WORK ITEM: Should the word "static" occur in a line of the records, copy that line.

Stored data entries
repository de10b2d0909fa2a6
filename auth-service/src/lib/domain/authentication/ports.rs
use async_trait::async_trait;
use auth::IssuedTokens;

use crate::authentication::errors::AuthError;
use crate::authentication::errors::CredentialStoreError;
use crate::authentication::errors::LookupError;
use crate::authentication::models::Credentials;
use crate::authentication::models::Principal;
use crate::authentication::models::SecurityContext;

/// Port for authentication operations driven by the HTTP layer.
#[async_trait]
pub trait AuthServicePort: Send + Sync + 'static {
    /// Exchange credentials for a token pair.
    ///
    /// # Errors
    /// * `InvalidCredentials` - Unknown account, wrong password, or disabled account
    /// * `CredentialStore` - Credential store failed
    /// * `TokenIssue` - Token could not be signed
    async fn login(&self, credentials: Credentials) -> Result<IssuedTokens, AuthError>;

    /// Exchange a refresh token for a new access token.
    ///
    /// # Errors
    /// * `InvalidRefreshToken` - Refresh disabled, token rejected, or subject gone
    /// * `PrincipalLookup` - Principal store failed
    /// * `TokenIssue` - Token could not be signed
    async fn refresh(&self, refresh_token: &str) -> Result<IssuedTokens, AuthError>;

    /// Decide the security context for a request from its raw `Authorization` header.
    ///
    /// # Returns
    /// `Some` context when the bearer token verifies and its subject resolves,
    /// `None` otherwise (the request continues anonymously)
    ///
    /// # Errors
    /// * `PrincipalLookup` - Principal store failed
    async fn resolve_security_context(
        &self,
        authorization: Option<&str>,
    ) -> Result<Option<SecurityContext>, AuthError>;
}

/// Resolves a token subject to the principal it names.
#[async_trait]
pub trait PrincipalLookup: Send + Sync + 'static {
    /// # Returns
    /// `None` when the identity is unknown or the account is disabled
    async fn lookup(&self, identity: &str) -> Result<Option<Principal>, LookupError>;
}

/// Checks a plaintext password against the stored hash for an identifier.
#[async_trait]
pub trait CredentialStore: Send + Sync + 'static {
    /// # Returns
    /// `true` only for an enabled account whose stored hash matches
    async fn verify(&self, identifier: &str, password: &str)
        -> Result<bool, CredentialStoreError>;
}
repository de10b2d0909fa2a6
pub mod repositories;
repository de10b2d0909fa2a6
use thiserror::Error;

/// Failure of the principal store while resolving a token subject
#[derive(Debug, Clone, Error, PartialEq, Eq)]
pub enum LookupError {
    #[error("Principal store unavailable: {0}")]
    Unavailable(String),
}

/// Failure of the credential store while checking a password
#[derive(Debug, Clone, Error, PartialEq, Eq)]
pub enum CredentialStoreError {
    #[error("Credential store unavailable: {0}")]
    Unavailable(String),

    #[error("Stored password hash is unreadable: {0}")]
    CorruptHash(String),
}

/// Top-level error for login, refresh, and request authentication
#[derive(Debug, Clone, Error, PartialEq, Eq)]
pub enum AuthError {
    // Client-facing rejections (uniform, never say why)
    #[error("Invalid credentials")]
    InvalidCredentials,

    #[error("Invalid refresh token")]
    InvalidRefreshToken,

    // Server-side failures
    #[error("Principal lookup failed: {0}")]
    PrincipalLookup(#[from] LookupError),

    #[error("Credential check failed: {0}")]
    CredentialStore(#[from] CredentialStoreError),

    #[error("Token issuance failed: {0}")]
    TokenIssue(#[from] auth::IssueError),
}
pub mod authentication;
pub mod user;
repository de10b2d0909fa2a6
use std::sync::Arc;

use auth::Authenticator;
use auth_service::authentication::ports::CredentialStore;
use auth_service::authentication::ports::PrincipalLookup;
use auth_service::authentication::service::AuthService;
use auth_service::config::Config;
use auth_service::inbound::http::router::create_router;
use auth_service::repositories::InMemoryUserRepository;
use auth_service::repositories::PostgresUserRepository;
use auth_service::user::ports::UserRepository;
use auth_service::user::ports::UserServicePort;
use auth_service::user::service::UserService;
use sqlx::postgres::PgPoolOptions;
use tracing_subscriber::layer::SubscriberExt;
use tracing_subscriber::util::SubscriberInitExt;

#[tokio::main]
async fn main() -> Result<(), anyhow::Error> {
    tracing_subscriber::registry()
        .with(
            tracing_subscriber::EnvFilter::try_from_default_env()
                .unwrap_or_else(|_| "auth_service=debug,tower_http=debug".into()),
        )
        .with(tracing_subscriber::fmt::layer())
        .init();

    tracing::info!(
        service = "auth-service",
        version = env!("CARGO_PKG_VERSION"),
        "Service starting"
    );

    let config = Config::load()?;
    let signing_key = config.jwt.signing_key()?;
    if config.jwt.access_token_ttl_secs < 1 || config.jwt.refresh_token_ttl_secs < 1 {
        anyhow::bail!("Token lifetimes must be at least one second");
    }

    let database = match config.database.url {
        Some(_) => "postgresql",
        None => "memory",
    };
    tracing::info!(
        http_port = config.server.http_port,
        request_timeout_secs = config.server.request_timeout_secs,
        access_token_ttl_secs = config.jwt.access_token_ttl_secs,
        refresh_token_ttl_secs = config.jwt.refresh_token_ttl_secs,
        refresh_enabled = config.jwt.refresh_enabled,
        database,
        "Configuration loaded"
    );

    let authenticator = Arc::new(
        Authenticator::new(&signing_key)
            .with_lifetimes(config.jwt.lifetimes())
            .with_refresh_enabled(config.jwt.refresh_enabled),
    );

    match &config.database.url {
        Some(url) => {
            let pg_pool = PgPoolOptions::new()
                .max_connections(5)
                .connect(url)
                .await?;
            tracing::info!(
                max_connections = 5,
                database = "postgresql",
                "Database connection pool created"
            );

            sqlx::migrate!("./migrations").run(&pg_pool).await?;
            tracing::info!(database = "postgresql", "Database migrations completed");

            serve(
                Arc::new(PostgresUserRepository::new(pg_pool)),
                &config,
                authenticator,
            )
            .await
        }
        None => {
            tracing::warn!("No database configured, users are kept in memory");
            serve(Arc::new(InMemoryUserRepository::new()), &config, authenticator).await
        }
    }
}

async fn serve<R>(
    repository: Arc<R>,
    config: &Config,
    authenticator: Arc<Authenticator>,
) -> Result<(), anyhow::Error>
where
    R: UserRepository + PrincipalLookup + CredentialStore,
{
    let auth_service = Arc::new(AuthService::new(
        Arc::clone(&repository),
        Arc::clone(&repository),
        authenticator,
    ));
    let user_service = Arc::new(UserService::new(repository));

    if let Some(admin) = &config.admin {
        let admin = user_service.bootstrap_admin(admin.command()?).await?;
        tracing::info!(username = %admin.username, "Administrator account ready");
    }

    let http_address = format!("0.0.0.0:{}", config.server.http_port);
    let http_listener = tokio::net::TcpListener::bind(&http_address).await?;
    tracing::info!(
        address = %http_address,
        port = config.server.http_port,
        protocol = "http",
        "Http server listening"
    );

    let http_application =
        create_router(auth_service, user_service, config.server.request_timeout());

    axum::serve(http_listener, http_application)
        .with_graceful_shutdown(shutdown_signal())
        .await?;

    tracing::info!("Server exited successfully");
    Ok(())
}

async fn shutdown_signal() {
    match tokio::signal::ctrl_c().await {
        Ok(()) => tracing::info!("Shutdown signal received"),
        Err(e) => {
            tracing::error!(error = %e, "Failed to listen for shutdown signal");
            std::future::pending::<()>().await;
        }
    }
}
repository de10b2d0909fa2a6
use auth::IssuedTokens;
use axum::extract::State;
use axum::http::StatusCode;
use axum::Json;
use serde::Deserialize;
use serde::Serialize;

use super::ApiError;
use super::ApiSuccess;
use crate::authentication::models::Credentials;
use crate::authentication::ports::AuthServicePort;
use crate::inbound::http::router::AppState;
use crate::user::ports::UserServicePort;

pub async fn login<AS, US>(
    State(state): State<AppState<AS, US>>,
    Json(body): Json<LoginRequestBody>,
) -> Result<ApiSuccess<TokenResponseData>, ApiError>
where
    AS: AuthServicePort,
    US: UserServicePort,
{
    state
        .auth_service
        .login(Credentials::new(body.username, body.password))
        .await
        .map_err(ApiError::from)
        .map(|tokens| ApiSuccess::new(StatusCode::OK, tokens.into()))
}

#[derive(Clone, PartialEq, Eq, Deserialize)]
pub struct LoginRequestBody {
    username: String,
    password: String,
}

/// Token payload shared by login and refresh responses.
#[derive(Debug, Clone, PartialEq, Eq, Serialize)]
pub struct TokenResponseData {
    pub access_token: String,
    #[serde(skip_serializing_if = "Option::is_none")]
    pub refresh_token: Option<String>,
    pub token_type: String,
    pub expires_in: i64,
}

impl From<IssuedTokens> for TokenResponseData {
    fn from(tokens: IssuedTokens) -> Self {
        Self {
            access_token: tokens.access_token,
            refresh_token: tokens.refresh_token,
            token_type: "Bearer".to_string(),
            expires_in: tokens.expires_in,
        }
    }
}
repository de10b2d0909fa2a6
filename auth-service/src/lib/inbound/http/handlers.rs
use axum::http::StatusCode;
use axum::response::IntoResponse;
use axum::response::Response;
use axum::Json;
use serde::Serialize;

use crate::authentication::errors::AuthError;
use crate::user::errors::UserError;

pub mod admin;
pub mod create_user;
pub mod current_user;
pub mod health;
pub mod login;
pub mod refresh;

/// Body of every 5xx response; failure details stay in the logs.
pub const INTERNAL_SERVER_ERROR_MESSAGE: &str = "Internal server error";

#[derive(Debug, Clone)]
pub struct ApiSuccess<T: Serialize + PartialEq>(StatusCode, Json<ApiResponseBody<T>>);

impl<T> PartialEq for ApiSuccess<T>
where
    T: Serialize + PartialEq,
{
    fn eq(&self, other: &Self) -> bool {
        self.0 == other.0 && self.1 .0 == other.1 .0
    }
}

impl<T: Serialize + PartialEq> ApiSuccess<T> {
    pub fn new(status: StatusCode, data: T) -> Self {
        ApiSuccess(status, Json(ApiResponseBody::new(status, data)))
    }
}

impl<T: Serialize + PartialEq> IntoResponse for ApiSuccess<T> {
    fn into_response(self) -> Response {
        (self.0, self.1).into_response()
    }
}

#[derive(Debug, Clone, PartialEq, Eq)]
pub enum ApiError {
    InternalServerError(String),
    UnprocessableEntity(String),
    NotFound(String),
    Conflict(String),
    Unauthorized(String),
    Forbidden(String),
}

impl ApiError {
    pub fn internal() -> Self {
        Self::InternalServerError(INTERNAL_SERVER_ERROR_MESSAGE.to_string())
    }
}

impl IntoResponse for ApiError {
    fn into_response(self) -> Response {
        let (status, message) = match self {
            ApiError::InternalServerError(msg) => (StatusCode::INTERNAL_SERVER_ERROR, msg),
            ApiError::UnprocessableEntity(msg) => (StatusCode::UNPROCESSABLE_ENTITY, msg),
            ApiError::NotFound(msg) => (StatusCode::NOT_FOUND, msg),
            ApiError::Conflict(msg) => (StatusCode::CONFLICT, msg),
            ApiError::Unauthorized(msg) => (StatusCode::UNAUTHORIZED, msg),
            ApiError::Forbidden(msg) => (StatusCode::FORBIDDEN, msg),
        };

        (status, Json(ApiResponseBody::new_error(status, message))).into_response()
    }
}

impl From<AuthError> for ApiError {
    fn from(err: AuthError) -> Self {
        match err {
            AuthError::InvalidCredentials | AuthError::InvalidRefreshToken => {
                ApiError::Unauthorized(err.to_string())
            }
            AuthError::PrincipalLookup(_)
            | AuthError::CredentialStore(_)
            | AuthError::TokenIssue(_) => {
                tracing::error!(error = %err, "Authentication request failed");
                ApiError::internal()
            }
        }
    }
}

impl From<UserError> for ApiError {
    fn from(err: UserError) -> Self {
        match err {
            UserError::NotFoundByUsername(_) => ApiError::NotFound(err.to_string()),
            UserError::UsernameAlreadyExists(_) | UserError::EmailAlreadyExists(_) => {
                ApiError::Conflict(err.to_string())
            }
            UserError::InvalidUsername(_)
            | UserError::InvalidEmail(_)
            | UserError::InvalidPassword(_) => ApiError::UnprocessableEntity(err.to_string()),
            UserError::Password(_) | UserError::DatabaseError(_) => {
                tracing::error!(error = %err, "User request failed");
                ApiError::internal()
            }
        }
    }
}

#[derive(Debug, Clone, PartialEq, Eq, Serialize)]
pub struct ApiResponseBody<T: Serialize + PartialEq> {
    status_code: u16,
    data: T,
}

impl<T: Serialize + PartialEq> ApiResponseBody<T> {
    pub fn new(status_code: StatusCode, data: T) -> Self {
        Self {
            status_code: status_code.as_u16(),
            data,
        }
    }
}

impl ApiResponseBody<ApiErrorData> {
    pub fn new_error(status_code: StatusCode, message: String) -> Self {
        Self {
            status_code: status_code.as_u16(),
            data: ApiErrorData { message },
        }
    }
}

#[derive(Debug, Clone, PartialEq, Eq, Serialize)]
pub struct ApiErrorData {
    pub message: String,
}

SOLUTION FOR THIS EXERCISE:
pub trait AuthServicePort: Send + Sync + 'static {
pub trait PrincipalLookup: Send + Sync + 'static {
pub trait CredentialStore: Send + Sync + 'static {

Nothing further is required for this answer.